Data entries:
=======
//! Routing slash commands to their handlers.

use std::sync::Arc;

use dioxus_logger::tracing;
use serenity::all::{
    CommandType, CreateInteractionResponseFollowup, CreateInteractionResponseMessage,
};

use crate::{
    bot::{interaction::CommandResponder, registry::CommandRegistry},
    state::BotState,
};

/// Shown to the user when a command handler fails.
pub const GENERIC_FAILURE: &str = "There was an error while executing this command!";

/// What happened to one interaction.
#[derive(Debug, Clone, Copy, PartialEq, Eq)]
pub enum DispatchOutcome {
    /// Not a chat input command.
    Ignored,
    /// No handler is registered under the command name.
    UnknownCommand,
    Completed,
    /// The handler failed. `notified` is how the user was told, if at all.
    Failed { notified: Option<FailureNotice> },
}

#[derive(Debug, Clone, Copy, PartialEq, Eq)]
pub enum FailureNotice {
    Reply,
    FollowUp,
}

pub struct Dispatcher {
    registry: Arc<CommandRegistry>,
    state: BotState,
}

impl Dispatcher {
    pub fn new(registry: Arc<CommandRegistry>, state: BotState) -> Self {
        Self { registry, state }
    }

    /// Runs the handler registered for the interaction's command.
    ///
    /// Never fails: a handler error is logged and answered with [`GENERIC_FAILURE`],
    /// as a follow-up when the handler already replied or deferred and as an ephemeral
    /// reply otherwise, so the interaction always gets exactly one initial response.
    pub async fn dispatch(&self, interaction: &dyn CommandResponder) -> DispatchOutcome {
        if interaction.kind() != CommandType::ChatInput {
            return DispatchOutcome::Ignored;
        }

        let name = interaction.command_name();
        let Some(handler) = self.registry.get(name) else {
            tracing::error!("No command matching {} was found.", name);
            return DispatchOutcome::UnknownCommand;
        };

        let Err(e) = handler.execute(&self.state, interaction).await else {
            return DispatchOutcome::Completed;
        };

        tracing::error!("Failed to execute command {}: {:?}", name, e);

        let notified = if interaction.is_acknowledged() {
            interaction
                .follow_up(
                    CreateInteractionResponseFollowup::new()
                        .content(GENERIC_FAILURE)
                        .ephemeral(true),
                )
                .await
                .map(|_| FailureNotice::FollowUp)
        } else {
            interaction
                .reply(
                    CreateInteractionResponseMessage::new()
                        .content(GENERIC_FAILURE)
                        .ephemeral(true),
                )
                .await
                .map(|_| FailureNotice::Reply)
        };

        match notified {
            Ok(notice) => DispatchOutcome::Failed {
                notified: Some(notice),
            },
            Err(e) => {
                tracing::error!("Failed to notify user of failed command {}: {:?}", name, e);
                DispatchOutcome::Failed { notified: None }
            }
        }
    }
}

#[cfg(test)]
mod tests {
    use super::*;
    use crate::bot::{
        command::{CommandCategory, CommandHandler, CommandModule},
        interaction::mock::MockInteraction,
        test_support::test_state,
    };
    use crate::error::AppError;
    use serenity::all::CreateCommand;
    use serenity::async_trait;

    /// How the fake handler behaves before failing or succeeding.
    enum Script {
        Pong,
        Fail,
        DeferThenFail,
        ReplyThenFail,
    }

    struct Scripted(Script);

    #[async_trait]
    impl CommandHandler for Scripted {
        async fn execute(
            &self,
            _state: &BotState,
            interaction: &dyn CommandResponder,
        ) -> Result<(), AppError> {
            match self.0 {
                Script::Pong => {
                    interaction
                        .reply(CreateInteractionResponseMessage::new().content("Pong!"))
                        .await
                }
                Script::Fail => Err(AppError::InternalError("boom".to_string())),
                Script::DeferThenFail => {
                    interaction.defer(false).await?;
                    Err(AppError::InternalError("boom".to_string()))
                }
                Script::ReplyThenFail => {
                    interaction
                        .reply(CreateInteractionResponseMessage::new().content("partial"))
                        .await?;
                    Err(AppError::InternalError("boom".to_string()))
                }
            }
        }
    }

    async fn dispatcher() -> Dispatcher {
        let module = |name: &'static str, script| {
            CommandModule::new(
                name,
                CreateCommand::new(name).description("test"),
                Scripted(script),
            )
        };
        let registry = CommandRegistry::load(vec![CommandCategory {
            name: "test",
            modules: vec![
                module("ping", Script::Pong),
                module("fail", Script::Fail),
                module("defer-fail", Script::DeferThenFail),
                module("reply-fail", Script::ReplyThenFail),
            ],
        }])
        .unwrap();

        Dispatcher::new(Arc::new(registry), test_state().await)
    }

    /// Tests that a registered command runs its handler.
    ///
    /// Expected: Completed with the handler's single reply
    #[tokio::test]
    async fn runs_matching_handler() {
        let dispatcher = dispatcher().await;
        let interaction = MockInteraction::new("ping");

        let outcome = dispatcher.dispatch(&interaction).await;

        assert_eq!(outcome, DispatchOutcome::Completed);
        assert_eq!(interaction.replies()[0]["content"], "Pong!");
        assert_eq!(interaction.response_count(), 1);
    }

    /// Tests that context menu commands are ignored.
    ///
    /// Expected: Ignored with no response
    #[tokio::test]
    async fn ignores_non_chat_input() {
        let dispatcher = dispatcher().await;
        let interaction = MockInteraction::new("ping").with_kind(CommandType::User);

        let outcome = dispatcher.dispatch(&interaction).await;

        assert_eq!(outcome, DispatchOutcome::Ignored);
        assert_eq!(interaction.response_count(), 0);
    }

    /// Tests that an unknown command gets no response and does not affect later dispatches.
    ///
    /// Expected: UnknownCommand, then Completed for the next interaction
    #[tokio::test]
    async fn unknown_command_is_not_answered() {
        let dispatcher = dispatcher().await;
        let unknown = MockInteraction::new("pong");

        assert_eq!(
            dispatcher.dispatch(&unknown).await,
            DispatchOutcome::UnknownCommand
        );
        assert_eq!(unknown.response_count(), 0);

        let next = MockInteraction::new("ping");
        assert_eq!(dispatcher.dispatch(&next).await, DispatchOutcome::Completed);
    }

    /// Tests that a failure before any response is answered with an ephemeral reply.
    ///
    /// Expected: Failed with Reply and exactly one response
    #[tokio::test]
    async fn failure_before_response_replies() {
        let dispatcher = dispatcher().await;
        let interaction = MockInteraction::new("fail");

        let outcome = dispatcher.dispatch(&interaction).await;

        assert_eq!(
            outcome,
            DispatchOutcome::Failed {
                notified: Some(FailureNotice::Reply)
            }
        );
        let replies = interaction.replies();
        assert_eq!(replies.len(), 1);
        assert_eq!(replies[0]["content"], GENERIC_FAILURE);
        assert_eq!(replies[0]["flags"], 64);
        assert!(interaction.follow_ups().is_empty());
    }

    /// Tests that a failure after a defer is answered with a follow-up.
    ///
    /// Expected: Failed with FollowUp and no extra reply
    #[tokio::test]
    async fn failure_after_defer_follows_up() {
        let dispatcher = dispatcher().await;
        let interaction = MockInteraction::new("defer-fail");

        let outcome = dispatcher.dispatch(&interaction).await;

        assert_eq!(
            outcome,
            DispatchOutcome::Failed {
                notified: Some(FailureNotice::FollowUp)
            }
        );
        assert!(interaction.replies().is_empty());
        let follow_ups = interaction.follow_ups();
        assert_eq!(follow_ups.len(), 1);
        assert_eq!(follow_ups[0]["content"], GENERIC_FAILURE);
    }

    /// Tests that a failure after a reply is answered with a follow-up.
    #[tokio::test]
    async fn failure_after_reply_follows_up() {
        let dispatcher = dispatcher().await;
        let interaction = MockInteraction::new("reply-fail");

        let outcome = dispatcher.dispatch(&interaction).await;

        assert_eq!(
            outcome,
            DispatchOutcome::Failed {
                notified: Some(FailureNotice::FollowUp)
            }
        );
        assert_eq!(interaction.replies().len(), 1);
        assert_eq!(interaction.follow_ups().len(), 1);
    }
}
=======
• _DESCRIPTION OF THE TASK_:
What is needed is a word-for-word copy of all the records above.

• _PROBLEM SOLUTION_:
//! Routing slash commands to their handlers.

use std::sync::Arc;

use dioxus_logger::tracing;
use serenity::all::{
    CommandType, CreateInteractionResponseFollowup, CreateInteractionResponseMessage,
};

use crate::{
    bot::{interaction::CommandResponder, registry::CommandRegistry},
    state::BotState,
};

/// Shown to the user when a command handler fails.
pub const GENERIC_FAILURE: &str = "There was an error while executing this command!";

/// What happened to one interaction.
#[derive(Debug, Clone, Copy, PartialEq, Eq)]
pub enum DispatchOutcome {
    /// Not a chat input command.
    Ignored,
    /// No handler is registered under the command name.
    UnknownCommand,
    Completed,
    /// The handler failed. `notified` is how the user was told, if at all.
    Failed { notified: Option<FailureNotice> },
}

#[derive(Debug, Clone, Copy, PartialEq, Eq)]
pub enum FailureNotice {
    Reply,
    FollowUp,
}

pub struct Dispatcher {
    registry: Arc<CommandRegistry>,
    state: BotState,
}

impl Dispatcher {
    pub fn new(registry: Arc<CommandRegistry>, state: BotState) -> Self {
        Self { registry, state }
    }

    /// Runs the handler registered for the interaction's command.
    ///
    /// Never fails: a handler error is logged and answered with [`GENERIC_FAILURE`],
    /// as a follow-up when the handler already replied or deferred and as an ephemeral
    /// reply otherwise, so the interaction always gets exactly one initial response.
    pub async fn dispatch(&self, interaction: &dyn CommandResponder) -> DispatchOutcome {
        if interaction.kind() != CommandType::ChatInput {
            return DispatchOutcome::Ignored;
        }

        let name = interaction.command_name();
        let Some(handler) = self.registry.get(name) else {
            tracing::error!("No command matching {} was found.", name);
            return DispatchOutcome::UnknownCommand;
        };

        let Err(e) = handler.execute(&self.state, interaction).await else {
            return DispatchOutcome::Completed;
        };

        tracing::error!("Failed to execute command {}: {:?}", name, e);

        let notified = if interaction.is_acknowledged() {
            interaction
                .follow_up(
                    CreateInteractionResponseFollowup::new()
                        .content(GENERIC_FAILURE)
                        .ephemeral(true),
                )
                .await
                .map(|_| FailureNotice::FollowUp)
        } else {
            interaction
                .reply(
                    CreateInteractionResponseMessage::new()
                        .content(GENERIC_FAILURE)
                        .ephemeral(true),
                )
                .await
                .map(|_| FailureNotice::Reply)
        };

        match notified {
            Ok(notice) => DispatchOutcome::Failed {
                notified: Some(notice),
            },
            Err(e) => {
                tracing::error!("Failed to notify user of failed command {}: {:?}", name, e);
                DispatchOutcome::Failed { notified: None }
            }
        }
    }
}

#[cfg(test)]
mod tests {
    use super::*;
    use crate::bot::{
        command::{CommandCategory, CommandHandler, CommandModule},
        interaction::mock::MockInteraction,
        test_support::test_state,
    };
    use crate::error::AppError;
    use serenity::all::CreateCommand;
    use serenity::async_trait;

    /// How the fake handler behaves before failing or succeeding.
    enum Script {
        Pong,
        Fail,
        DeferThenFail,
        ReplyThenFail,
    }

    struct Scripted(Script);

    #[async_trait]
    impl CommandHandler for Scripted {
        async fn execute(
            &self,
            _state: &BotState,
            interaction: &dyn CommandResponder,
        ) -> Result<(), AppError> {
            match self.0 {
                Script::Pong => {
                    interaction
                        .reply(CreateInteractionResponseMessage::new().content("Pong!"))
                        .await
                }
                Script::Fail => Err(AppError::InternalError("boom".to_string())),
                Script::DeferThenFail => {
                    interaction.defer(false).await?;
                    Err(AppError::InternalError("boom".to_string()))
                }
                Script::ReplyThenFail => {
                    interaction
                        .reply(CreateInteractionResponseMessage::new().content("partial"))
                        .await?;
                    Err(AppError::InternalError("boom".to_string()))
                }
            }
        }
    }

    async fn dispatcher() -> Dispatcher {
        let module = |name: &'static str, script| {
            CommandModule::new(
                name,
                CreateCommand::new(name).description("test"),
                Scripted(script),
            )
        };
        let registry = CommandRegistry::load(vec![CommandCategory {
            name: "test",
            modules: vec![
                module("ping", Script::Pong),
                module("fail", Script::Fail),
                module("defer-fail", Script::DeferThenFail),
                module("reply-fail", Script::ReplyThenFail),
            ],
        }])
        .unwrap();

        Dispatcher::new(Arc::new(registry), test_state().await)
    }

    /// Tests that a registered command runs its handler.
    ///
    /// Expected: Completed with the handler's single reply
    #[tokio::test]
    async fn runs_matching_handler() {
        let dispatcher = dispatcher().await;
        let interaction = MockInteraction::new("ping");

        let outcome = dispatcher.dispatch(&interaction).await;

        assert_eq!(outcome, DispatchOutcome::Completed);
        assert_eq!(interaction.replies()[0]["content"], "Pong!");
        assert_eq!(interaction.response_count(), 1);
    }

    /// Tests that context menu commands are ignored.
    ///
    /// Expected: Ignored with no response
    #[tokio::test]
    async fn ignores_non_chat_input() {
        let dispatcher = dispatcher().await;
        let interaction = MockInteraction::new("ping").with_kind(CommandType::User);

        let outcome = dispatcher.dispatch(&interaction).await;

        assert_eq!(outcome, DispatchOutcome::Ignored);
        assert_eq!(interaction.response_count(), 0);
    }

    /// Tests that an unknown command gets no response and does not affect later dispatches.
    ///
    /// Expected: UnknownCommand, then Completed for the next interaction
    #[tokio::test]
    async fn unknown_command_is_not_answered() {
        let dispatcher = dispatcher().await;
        let unknown = MockInteraction::new("pong");

        assert_eq!(
            dispatcher.dispatch(&unknown).await,
            DispatchOutcome::UnknownCommand
        );
        assert_eq!(unknown.response_count(), 0);

        let next = MockInteraction::new("ping");
        assert_eq!(dispatcher.dispatch(&next).await, DispatchOutcome::Completed);
    }

    /// Tests that a failure before any response is answered with an ephemeral reply.
    ///
    /// Expected: Failed with Reply and exactly one response
    #[tokio::test]
    async fn failure_before_response_replies() {
        let dispatcher = dispatcher().await;
        let interaction = MockInteraction::new("fail");

        let outcome = dispatcher.dispatch(&interaction).await;

        assert_eq!(
            outcome,
            DispatchOutcome::Failed {
                notified: Some(FailureNotice::Reply)
            }
        );
        let replies = interaction.replies();
        assert_eq!(replies.len(), 1);
        assert_eq!(replies[0]["content"], GENERIC_FAILURE);
        assert_eq!(replies[0]["flags"], 64);
        assert!(interaction.follow_ups().is_empty());
    }

    /// Tests that a failure after a defer is answered with a follow-up.
    ///
    /// Expected: Failed with FollowUp and no extra reply
    #[tokio::test]
    async fn failure_after_defer_follows_up() {
        let dispatcher = dispatcher().await;
        let interaction = MockInteraction::new("defer-fail");

        let outcome = dispatcher.dispatch(&interaction).await;

        assert_eq!(
            outcome,
            DispatchOutcome::Failed {
                notified: Some(FailureNotice::FollowUp)
            }
        );
        assert!(interaction.replies().is_empty());
        let follow_ups = interaction.follow_ups();
        assert_eq!(follow_ups.len(), 1);
        assert_eq!(follow_ups[0]["content"], GENERIC_FAILURE);
    }

    /// Tests that a failure after a reply is answered with a follow-up.
    #[tokio::test]
    async fn failure_after_reply_follows_up() {
        let dispatcher = dispatcher().await;
        let interaction = MockInteraction::new("reply-fail");

        let outcome = dispatcher.dispatch(&interaction).await;

        assert_eq!(
            outcome,
            DispatchOutcome::Failed {
                notified: Some(FailureNotice::FollowUp)
            }
        );
        assert_eq!(interaction.replies().len(), 1);
        assert_eq!(interaction.follow_ups().len(), 1);
    }
}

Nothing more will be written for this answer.